Y no sólo. la respuesta de Jesús está lejos de toda neutralidad y eso fue lo que provocó el enojo, más que sorpresa o admiración, de los herodianos. ¿Qué provocó la furia de los herodianos? La opción de Jesús. El verbo "dar" también puede traducirse como "devolver". Devolver al César lo que es del César, y a Dios lo que es de Dios. Antes de dar su respuesta, Jesús pidió una moneda de las que se usaban para pagar el impuesto, las que tenían acuñada la imagen del emperador; la arquelogía ha encontrado monedas del tiempo de Jesús y del tiempo de la redacción del evangelio, y ha comprobado efectivamente que la monedas del impuesto tenían grabadas de un lado la imagen de Augusto, emperador de aquel tiempo; y del otro, la figura de una mujer abatida y atada, con las palabras "IVDAEA CAPTA", es decir, "Judea prisionera" (del emperador, de quién más).
Para el pueblo judío, que en la Escritura se tenía a sí mismo como pueblo elegido y nación santa, pagar tributo a un emperador extranjero con una moneda extranjera significaba un acto de humillación y sometimiento. Porque habían sido elegidos por Dios para ser libres. Dios mismo los había liberado de la opresión en Egipto, donde habían sido esclavizados por el faraón, a partir de lo cual Dios y el pueblo sellaron una alianza, sintetizada en esta fórmula: "Yo seré su Dios y ustedes serán mi Pueblo".
Con estos datos, surge con fuerza el sentido de los palabras de Jesús. Pedía devolver al emperador romano lo que era suyo, sus monedas, signo de humillación y sometimiento; y devolver a Dios también lo suyo, su pueblo, elegido por él para la vida en libertad y fraternidad. Todo el evangelio muestra la lucha constante entre el imperio de Roma y el Imperio de Dios. Jesús hizo opción por el Imperio de Dios. Entre el César y el pueblo de Dios, hizo opción por el pueblo. Desafió al imperio romano y Roma le respondió con la furia de su violencia homicida. Si los herodianos se hubieran quedado maravillados o admirados de las palabras de Jesús, se habrían convertido en discípulos suyos. Pero la contundencia de Jesús, sin caer en la trampa, los dejó sin palabras y enfurecidos. Se fueron, pero no se retiraron vencidos. Llevaron consigo lo que consideraron una declaración de guerra. La escena tiene lugar en la última semana de vida de Jesús, hacia el final del relato evangélico; pocas páginas más adelante veremos a Jesús crucificado, y no se puede perder de vista que la cruz era el castigo que Roma infligía a los subversivos.

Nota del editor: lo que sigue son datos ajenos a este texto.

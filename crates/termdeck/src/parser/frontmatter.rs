use crate::error::ParseError;
use crate::settings::{SettingValue, Settings};

/// Result of splitting the leading configuration block off a document.
#[derive(Debug)]
pub struct Extracted<'a> {
    pub settings: Settings,
    pub body: &'a str,
    /// 1-based source line of the first body line.
    pub body_start_line: usize,
}

/// Extract the optional `---` delimited frontmatter block and apply its
/// `key: value` entries on top of `base`. Unknown keys and unusable values
/// are pushed to `warnings` and otherwise ignored.
pub fn extract<'a>(
    content: &'a str,
    base: Settings,
    warnings: &mut Vec<String>,
) -> Result<Extracted<'a>, ParseError> {
    let content = content.trim_start_matches('\u{feff}'); // strip BOM

    let mut lines = content.split_inclusive('\n');
    let Some(first) = lines.next() else {
        return Ok(no_frontmatter(content, base));
    };
    if first.trim_end() != "---" {
        return Ok(no_frontmatter(content, base));
    }

    let mut settings = base;
    let mut offset = first.len();
    for (idx, line) in lines.enumerate() {
        let line_no = idx + 2;
        offset += line.len();
        let trimmed = line.trim();

        if line.trim_end() == "---" {
            return Ok(Extracted {
                settings,
                body: &content[offset..],
                body_start_line: line_no + 1,
            });
        }
        if trimmed.is_empty() {
            continue;
        }

        let Some((key, value)) = trimmed.split_once(':') else {
            warnings.push(format!(
                "frontmatter line {line_no}: expected 'key: value', got '{trimmed}'"
            ));
            continue;
        };
        let value = SettingValue::parse(strip_quotes(value.trim()));
        if let Err(reason) = settings.set(key, value) {
            warnings.push(format!("frontmatter line {line_no}: {reason}, ignoring"));
        }
    }

    Err(ParseError::UnterminatedFrontmatter)
}

fn no_frontmatter(content: &str, settings: Settings) -> Extracted<'_> {
    Extracted {
        settings,
        body: content,
        body_start_line: 1,
    }
}

/// Remove one layer of matching single or double quotes.
fn strip_quotes(value: &str) -> &str {
    for quote in ['"', '\''] {
        if value.len() >= 2 && value.starts_with(quote) && value.ends_with(quote) {
            return &value[1..value.len() - 1];
        }
    }
    value
}

#[cfg(test)]
mod tests {
    use super::*;
    use crate::settings::{BACKGROUND, FOOTER, H1_FONT, PAGINATION};

    fn run(content: &str) -> (Result<Extracted<'_>, ParseError>, Vec<String>) {
        let mut warnings = Vec::new();
        let result = extract(content, Settings::default(), &mut warnings);
        (result, warnings)
    }

    #[test]
    fn test_extract_frontmatter() {
        let content = "---\nbackground: black\nfooter: \"Acme: 2026\"\n---\n\n# Hello";
        let (result, warnings) = run(content);
        let extracted = result.unwrap();
        assert!(warnings.is_empty(), "{warnings:?}");
        assert_eq!(extracted.settings.text(BACKGROUND), "black");
        assert_eq!(extracted.settings.text(FOOTER), "Acme: 2026");
        assert_eq!(extracted.body, "\n# Hello");
        assert_eq!(extracted.body_start_line, 5);
    }

    #[test]
    fn test_no_frontmatter() {
        let content = "# Just a slide\n\nSome content";
        let (result, _) = run(content);
        let extracted = result.unwrap();
        assert_eq!(extracted.body, content);
        assert_eq!(extracted.body_start_line, 1);
        assert_eq!(extracted.settings, Settings::default());
    }

    #[test]
    fn test_booleans_and_aliases() {
        let content = "---\npagination: false\ntitle_font: 'wide,caps'\n---\nBody";
        let (result, _) = run(content);
        let settings = result.unwrap().settings;
        assert!(!settings.flag(PAGINATION));
        assert_eq!(settings.text(H1_FONT), "wide,caps");
    }

    #[test]
    fn test_unknown_key_warns_and_continues() {
        let content = "---\ntheme: dark\nbackground: navy\n---\nBody";
        let (result, warnings) = run(content);
        let extracted = result.unwrap();
        assert_eq!(warnings.len(), 1);
        assert!(warnings[0].contains("unknown setting 'theme'"));
        assert_eq!(extracted.settings.text(BACKGROUND), "navy");
    }

    #[test]
    fn test_line_without_colon_warns() {
        let content = "---\njust words\n---\nBody";
        let (result, warnings) = run(content);
        assert!(result.is_ok());
        assert!(warnings[0].contains("line 2"));
    }

    #[test]
    fn test_unterminated_frontmatter_is_fatal() {
        let (result, _) = run("---\nbackground: black\n\n# Slide");
        assert_eq!(result.unwrap_err(), ParseError::UnterminatedFrontmatter);
    }

    #[test]
    fn test_bom_is_ignored() {
        let (result, _) = run("\u{feff}---\nbackground: red\n---\nBody");
        assert_eq!(result.unwrap().settings.text(BACKGROUND), "red");
    }
}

Si la cruz quedó como contundente testimonio de la intolerancia y la crueldad de Roma, la resurrección no es menos contundente al testimoniar la voluntad de Dios. El Padre hizo justicia al Hijo, había verdad en sus palabras, ¡no hay algo más de Dios que su Pueblo, Pueblo llamado para la vida en justicia y libertad! Los gobernantes tienen como misión, y como parte de su misión el uso de los impuestos, el cuidar la vida en justicia y libertad del pueblo. De lo contrario, no sirven para lo que debieran servir, hay que decirlo con la misma claridad de Jesús.